Depth-first search of a tree is a method for recursively iterating across all nodes of a tree to find if the tree contains a given value. The depth-first method descends to the lowest level of each branch before moving to a different branch.

Approach

Check if the current node's value is equal to the given value. If so, return true. If not, do the same thing for each of the children of the current node.

JS
function Tree(value) {
  this.children = [];
  this.value = value;
}

Tree.prototype.addBranch = function(value) {
  const branch = new Tree(value);
  this.children.push(branch);
  return branch;
}

Tree.prototype.dfs = function(value) {
  if (this.value === value) {
    return true;
  }
  for (let i = 0; i < this.children.length; i++) {
    if (this.children[i].dfs(value)) return true;
  }
  return false;
}

First thing we do is create a Tree object, with a children property initialized to an empty array, and a value property that is initialized with the given value. To add a new branch, we simply push a new tree to the children property of the node on which we are constructing a new branch.

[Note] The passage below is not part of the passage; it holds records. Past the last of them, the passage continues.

use std::path::PathBuf;
use serde::{Deserialize, Serialize};
use crate::error::SimError;

/// Width of a simulated address in bits
pub const ADDRESS_BITS: u32 = u64::BITS;

/// The shape of a cache: `2^s` sets of `E` lines, each line holding `2^b` bytes
///
/// Geometry is validated on construction and immutable afterwards, so any `Geometry` value can be
/// handed to the cache store without further checks
#[derive(Debug, Copy, Clone, Eq, PartialEq, Serialize, Deserialize)]
#[serde(try_from = "RawGeometry")]
pub struct Geometry {
    set_index_bits: u32,
    lines_per_set: u32,
    block_offset_bits: u32,
}

/// Unchecked geometry as it appears in JSON, funnelled through `Geometry::new` on deserialisation
#[derive(Deserialize)]
struct RawGeometry {
    set_index_bits: u32,
    lines_per_set: u32,
    block_offset_bits: u32,
}

impl TryFrom<RawGeometry> for Geometry {
    type Error = SimError;

    fn try_from(raw: RawGeometry) -> Result<Self, Self::Error> {
        Geometry::new(raw.set_index_bits, raw.lines_per_set, raw.block_offset_bits)
    }
}

impl Geometry {
    /// Creates a geometry, rejecting `E = 0` and any split that doesn't fit a 64-bit address
    ///
    /// # Arguments
    ///
    /// * `set_index_bits`: `s`, the number of set index bits
    /// * `lines_per_set`: `E`, the associativity
    /// * `block_offset_bits`: `b`, the number of block offset bits
    ///
    /// returns: Result<Geometry, SimError>
    pub fn new(set_index_bits: u32, lines_per_set: u32, block_offset_bits: u32) -> Result<Self, SimError> {
        if lines_per_set == 0 {
            return Err(SimError::Configuration("the number of lines per set (E) must be at least 1".to_string()));
        }
        if set_index_bits.checked_add(block_offset_bits).map_or(true, |bits| bits > ADDRESS_BITS) {
            return Err(SimError::Configuration(format!(
                "set index bits ({set_index_bits}) and block offset bits ({block_offset_bits}) exceed the {ADDRESS_BITS}-bit address"
            )));
        }
        Ok(Self {
            set_index_bits,
            lines_per_set,
            block_offset_bits,
        })
    }

    pub fn set_index_bits(&self) -> u32 {
        self.set_index_bits
    }

    pub fn lines_per_set(&self) -> u32 {
        self.lines_per_set
    }

    pub fn block_offset_bits(&self) -> u32 {
        self.block_offset_bits
    }

    /// The number of sets, `2^s`. `None` if that doesn't fit in 64 bits
    pub fn set_count(&self) -> Option<u64> {
        1u64.checked_shl(self.set_index_bits)
    }

    /// Splits an address into `(tag, set index)`
    ///
    /// Any address is legal, there is no range check. Shifts by the full address width produce 0
    /// rather than wrapping
    ///
    /// # Examples
    ///
    /// ```
    /// use cachelab::config::Geometry;
    /// let geometry = Geometry::new(4, 1, 4).unwrap();
    /// assert_eq!(geometry.decompose(0x210), (2, 1));
    /// ```
    pub fn decompose(&self, address: u64) -> (u64, u64) {
        let set_mask = match 1u64.checked_shl(self.set_index_bits) {
            Some(count) => count - 1,
            None => u64::MAX,
        };
        let set_index = address.checked_shr(self.block_offset_bits).unwrap_or(0) & set_mask;
        let tag = address.checked_shr(self.set_index_bits + self.block_offset_bits).unwrap_or(0);
        (tag, set_index)
    }
}

/// Everything needed for one simulator run
#[derive(Debug, Clone)]
pub struct SimulationConfig {
    pub geometry: Geometry,
    pub trace_path: PathBuf,
    pub verbose: bool,
}

impl SimulationConfig {
    /// Assembles a run configuration from possibly missing parameters, as handed over by an
    /// argument parser. Any missing value short-circuits before a cache is allocated
    pub fn from_parts(
        set_index_bits: Option<u32>,
        lines_per_set: Option<u32>,
        block_offset_bits: Option<u32>,
        trace_path: Option<PathBuf>,
        verbose: bool,
    ) -> Result<Self, SimError> {
        let missing = |flag: &str| SimError::Configuration(format!("missing required command line argument -{flag}"));
        let s = set_index_bits.ok_or_else(|| missing("s"))?;
        let e = lines_per_set.ok_or_else(|| missing("E"))?;
        let b = block_offset_bits.ok_or_else(|| missing("b"))?;
        let trace_path = trace_path.ok_or_else(|| missing("t"))?;
        Ok(Self {
            geometry: Geometry::new(s, e, b)?,
            trace_path,
            verbose,
        })
    }
}
use std::path::PathBuf;
use crate::config::{Geometry, SimulationConfig};
use crate::error::SimError;

#[test]
fn zero_lines_per_set_is_rejected() {
    let err = Geometry::new(4, 0, 4).unwrap_err();
    assert!(matches!(err, SimError::Configuration(_)));
    assert_eq!(err.exit_code(), 2);
}

#[test]
fn split_wider_than_address_is_rejected() {
    assert!(Geometry::new(40, 1, 25).is_err());
    assert!(Geometry::new(u32::MAX, 1, 1).is_err());
    assert!(Geometry::new(32, 1, 32).is_ok());
}

#[test]
fn decompose_splits_tag_and_set() {
    let geometry = Geometry::new(2, 1, 4).unwrap();
    // 0x50 = 0b101_0000: offset 0000, set 01, tag 1
    assert_eq!(geometry.decompose(0x50), (1, 1));
    assert_eq!(geometry.decompose(0x2f), (0, 2));
    assert_eq!(geometry.decompose(u64::MAX), (u64::MAX >> 6, 3));
}

#[test]
fn decompose_without_set_bits_uses_single_set() {
    let geometry = Geometry::new(0, 1, 0).unwrap();
    assert_eq!(geometry.decompose(0), (0, 0));
    assert_eq!(geometry.decompose(0x7ff000388), (0x7ff000388, 0));
    assert_eq!(geometry.set_count(), Some(1));
}

#[test]
fn decompose_at_full_address_width() {
    let all_offset = Geometry::new(0, 1, 64).unwrap();
    assert_eq!(all_offset.decompose(u64::MAX), (0, 0));
    let all_set = Geometry::new(64, 1, 0).unwrap();
    assert_eq!(all_set.decompose(0xdead_beef), (0, 0xdead_beef));
    assert_eq!(all_set.set_count(), None);
}

#[test]
fn missing_parameters_short_circuit() {
    let trace = Some(PathBuf::from("traces/yi.trace"));
    assert!(SimulationConfig::from_parts(None, Some(1), Some(4), trace.clone(), false).is_err());
    assert!(SimulationConfig::from_parts(Some(4), None, Some(4), trace.clone(), false).is_err());
    assert!(SimulationConfig::from_parts(Some(4), Some(1), None, trace.clone(), false).is_err());
    assert!(SimulationConfig::from_parts(Some(4), Some(1), Some(4), None, false).is_err());
    assert!(SimulationConfig::from_parts(Some(4), Some(0), Some(4), trace.clone(), false).is_err());

    let config = SimulationConfig::from_parts(Some(4), Some(2), Some(4), trace, true).unwrap();
    assert_eq!(config.geometry, Geometry::new(4, 2, 4).unwrap());
    assert!(config.verbose);
}

#[test]
fn geometry_json_is_validated() {
    let geometry: Geometry =
        serde_json::from_str(r#"{"set_index_bits": 5, "lines_per_set": 1, "block_offset_bits": 5}"#).unwrap();
    assert_eq!(geometry.set_count(), Some(32));
    assert!(serde_json::from_str::<Geometry>(r#"{"set_index_bits": 5, "lines_per_set": 0, "block_offset_bits": 5}"#).is_err());
}
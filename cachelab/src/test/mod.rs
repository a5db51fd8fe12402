mod config_tests;
mod examples;
mod trace_tests;

static INIT: std::sync::Once = std::sync::Once::new();

pub fn init_test() {
    INIT.call_once(|| {
        env_logger::builder().is_test(true).init();
    });
}
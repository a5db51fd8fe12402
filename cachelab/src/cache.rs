use log::debug;
use crate::config::Geometry;
use crate::error::SimError;

/// A single cache line. Only metadata is modelled, there is no data payload
///
/// `recency` is the logical time of the last access and is only meaningful while `valid` is set
#[derive(Debug, Default, Copy, Clone, Eq, PartialEq)]
pub struct CacheLine {
    pub valid: bool,
    pub tag: u64,
    pub recency: u64,
}

/// The cache store: `2^s` sets of `E` lines
///
/// Lines live in one flat vector with a stride of `E` per set, so a set is a contiguous slice.
/// Lines within a set are always scanned in ascending index order, which the replacement engine
/// relies on for tie breaking
///
/// All lines start invalid and only become valid through the replacement engine's miss path. The
/// store is dropped with its owner at the end of a run
pub struct Cache {
    geometry: Geometry,
    lines: Vec<CacheLine>,
}

impl Cache {
    /// Allocates the store for a geometry, with every line invalid
    ///
    /// Fails with `SimError::Allocation` rather than aborting if the storage can't be obtained,
    /// and no partially built cache is returned in that case
    pub fn new(geometry: Geometry) -> Result<Self, SimError> {
        let lines_per_set = geometry.lines_per_set();
        let allocation_error = || SimError::Allocation {
            set_index_bits: geometry.set_index_bits(),
            lines_per_set,
        };
        let total_lines = geometry
            .set_count()
            .and_then(|sets| usize::try_from(sets).ok())
            .and_then(|sets| sets.checked_mul(lines_per_set as usize))
            .ok_or_else(allocation_error)?;
        let mut lines = Vec::new();
        lines.try_reserve_exact(total_lines).map_err(|_| allocation_error())?;
        lines.resize(total_lines, CacheLine::default());
        debug!(
            "allocated cache: {} sets x {} lines, {} byte blocks",
            total_lines / lines_per_set as usize,
            lines_per_set,
            1u128 << geometry.block_offset_bits()
        );
        Ok(Self { geometry, lines })
    }

    pub fn geometry(&self) -> &Geometry {
        &self.geometry
    }

    /// The lines of one set, in scan order
    ///
    /// # Panics
    ///
    /// If `set_index` is not below `2^s`. Indices produced by `Geometry::decompose` always are
    pub fn set(&self, set_index: u64) -> &[CacheLine] {
        let range = self.set_range(set_index);
        &self.lines[range]
    }

    pub(crate) fn set_mut(&mut self, set_index: u64) -> &mut [CacheLine] {
        let range = self.set_range(set_index);
        &mut self.lines[range]
    }

    /// Iterates over every set, in set index order
    pub fn sets(&self) -> impl Iterator<Item = &[CacheLine]> {
        self.lines.chunks(self.geometry.lines_per_set() as usize)
    }

    /// Gets the number of lines that have never been filled. Useful for analysing cache
    /// performance or debugging
    pub fn invalid_line_count(&self) -> usize {
        self.lines.iter().filter(|line| !line.valid).count()
    }

    fn set_range(&self, set_index: u64) -> std::ops::Range<usize> {
        let stride = self.geometry.lines_per_set() as usize;
        let lower = set_index as usize * stride;
        lower..lower + stride
    }
}
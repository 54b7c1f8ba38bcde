//! Typed errors for the fetch-and-analyze pipeline.
//!
//! Every variant maps to exactly one HTTP status and one JSON error body, so the
//! worker and the CLI report failures identically.

use serde_json::{Value as JsonValue, json};
use thiserror::Error;

use crate::fetcher::{FETCH_TIMEOUT, SUPPORTED_CONTENT_TYPES};

/// Why a caller-supplied URL was refused.
#[derive(Debug, Clone, Copy, PartialEq, Eq, Error)]
pub enum InvalidUrlReason {
    /// Not an absolute URL with a host
    #[error("malformed URL")]
    Malformed,

    /// Scheme outside http/https (file, ftp, ws, wss, data, javascript, ...)
    #[error("unsupported protocol")]
    UnsupportedProtocol,

    /// Host is an IP literal inside a loopback or private range
    #[error("cannot access local/private IP addresses")]
    PrivateAddress,
}

/// Failures of a single fetch-and-analyze request.
#[derive(Debug, Error)]
pub enum FetchError {
    /// Caller input rejected by the validator
    #[error("invalid URL: {reason}")]
    InvalidUrl { url: String, reason: InvalidUrlReason },

    /// Upstream answered with a content type we do not relay
    #[error("content type not supported: {content_type}")]
    UnsupportedContentType { url: String, content_type: String },

    /// Upstream answered with a non-2xx status
    #[error("HTTP {status}: {reason}")]
    UpstreamHttp {
        url: String,
        status: u16,
        reason: String,
    },

    /// Upstream did not answer within the fetch timeout
    #[error("timeout fetching {url}")]
    Timeout { url: String, details: String },

    /// Connection, DNS or TLS failure
    #[error("network error fetching {url}: {details}")]
    Network { url: String, details: String },

    /// Anything else (body decoding, client construction)
    #[error("failed to fetch {url}: {details}")]
    Other { url: String, details: String },
}

impl FetchError {
    /// Status code returned to the caller.
    pub fn status(&self) -> u16 {
        match self {
            FetchError::InvalidUrl { .. } => 400,
            FetchError::UnsupportedContentType { .. } => 415,
            FetchError::UpstreamHttp { status, .. } => *status,
            FetchError::Timeout { .. } => 408,
            FetchError::Network { .. } => 502,
            FetchError::Other { .. } => 500,
        }
    }

    /// JSON error body returned to the caller.
    pub fn to_body(&self) -> JsonValue {
        match self {
            FetchError::InvalidUrl { reason, .. } => json!({
                "error": format!("Invalid URL: {}", reason),
                "tip": "URL must include http:// or https://",
            }),
            FetchError::UnsupportedContentType { url, content_type } => json!({
                "error": format!("Content type not supported: {}", content_type),
                "url": url,
                "supportedTypes": SUPPORTED_CONTENT_TYPES,
            }),
            FetchError::UpstreamHttp {
                url,
                status,
                reason,
            } => json!({
                "error": format!("HTTP {}: {}", status, reason),
                "url": url,
            }),
            FetchError::Timeout { url, details } => json!({
                "error": format!("Request timeout ({} seconds)", FETCH_TIMEOUT.as_secs()),
                "details": details,
                "url": url,
            }),
            FetchError::Network { url, details } => json!({
                "error": "Network error or URL blocked",
                "details": details,
                "url": url,
            }),
            FetchError::Other { url, details } => json!({
                "error": "Failed to fetch URL",
                "details": details,
                "url": url,
            }),
        }
    }
}

/// Result type alias for pipeline operations.
pub type FetchResult<T> = std::result::Result<T, FetchError>;

#[cfg(test)]
mod tests {
    use super::*;

    #[test]
    fn statuses_follow_taxonomy() {
        let url = "https://example.com".to_string();
        let cases = [
            (
                FetchError::InvalidUrl {
                    url: url.clone(),
                    reason: InvalidUrlReason::Malformed,
                },
                400,
            ),
            (
                FetchError::UnsupportedContentType {
                    url: url.clone(),
                    content_type: "image/png".into(),
                },
                415,
            ),
            (
                FetchError::UpstreamHttp {
                    url: url.clone(),
                    status: 503,
                    reason: "Service Unavailable".into(),
                },
                503,
            ),
            (
                FetchError::Timeout {
                    url: url.clone(),
                    details: String::new(),
                },
                408,
            ),
            (
                FetchError::Network {
                    url: url.clone(),
                    details: String::new(),
                },
                502,
            ),
            (
                FetchError::Other {
                    url,
                    details: String::new(),
                },
                500,
            ),
        ];

        for (error, status) in cases {
            assert_eq!(error.status(), status, "{error}");
        }
    }

    #[test]
    fn invalid_url_body_carries_tip() {
        let error = FetchError::InvalidUrl {
            url: "ftp://example.com".into(),
            reason: InvalidUrlReason::UnsupportedProtocol,
        };
        let body = error.to_body();
        assert_eq!(body["error"], "Invalid URL: unsupported protocol");
        assert_eq!(body["tip"], "URL must include http:// or https://");
    }

    #[test]
    fn timeout_body_names_the_limit() {
        let error = FetchError::Timeout {
            url: "https://slow.example".into(),
            details: "deadline elapsed".into(),
        };
        let body = error.to_body();
        assert_eq!(body["error"], "Request timeout (15 seconds)");
        assert_eq!(body["url"], "https://slow.example");
    }

    #[test]
    fn unsupported_content_type_lists_supported() {
        let error = FetchError::UnsupportedContentType {
            url: "https://example.com/logo.png".into(),
            content_type: "image/png".into(),
        };
        let body = error.to_body();
        assert_eq!(body["error"], "Content type not supported: image/png");
        assert_eq!(body["supportedTypes"].as_array().unwrap().len(), 3);
    }
}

The depth-first search first checks the current node's value, and then recursively checks each child down the tree, checking that child's value. If at any point the node's value is equal to the given search value, we return true and come back up through the stack. If we check all nodes and don't find a node with the right value, we return false.

Lua
Tree = {}
function Tree:new(o)
  o = o or {}
  setmetatable(o, self)
  self.__index = self
  return o
end

function Tree:addChild(v)
  local branch = Tree:new{value = v, children = {}}
  table.insert(self.children, branch)
  return branch
end

function Tree:dfs(v)
  if self.value == v then return true end
  for _,child in ipairs(self.children) do
    if child:dfs(v) then return true end
  end
  return false
end

In Lua, we create the Tree namespace, a Tree constructor, and then the function to add a child Tree. The depth-first search proceeds in exactly the same manner as the search in JS.

Go
type Tree struct {
	children []*Tree
	v int
}

func (t *Tree) addBranch(v int) *Tree {
	branch := &Tree{v: v}
	t.children = append(t.children, branch)
	return branch
}

func (t *Tree) dfs(x int) bool {
	if t.v == x {
		return true
	}
	for _, v := range t.children {
		if v.dfs(x) {
			return true
		}
	}
	return false
}

We do the same thing here in Go. We create the Tree struct, give it an addBranch method to add more trees as children to whatever tree we're working with, and then create the recursive depth-first search.

Summary

A classic and straightforward prompt, the depth-first search is always a good one for testing your knowledge of data structures in a language. However, there is very little "algorithm" action, and it's more about construction of the data structure itself.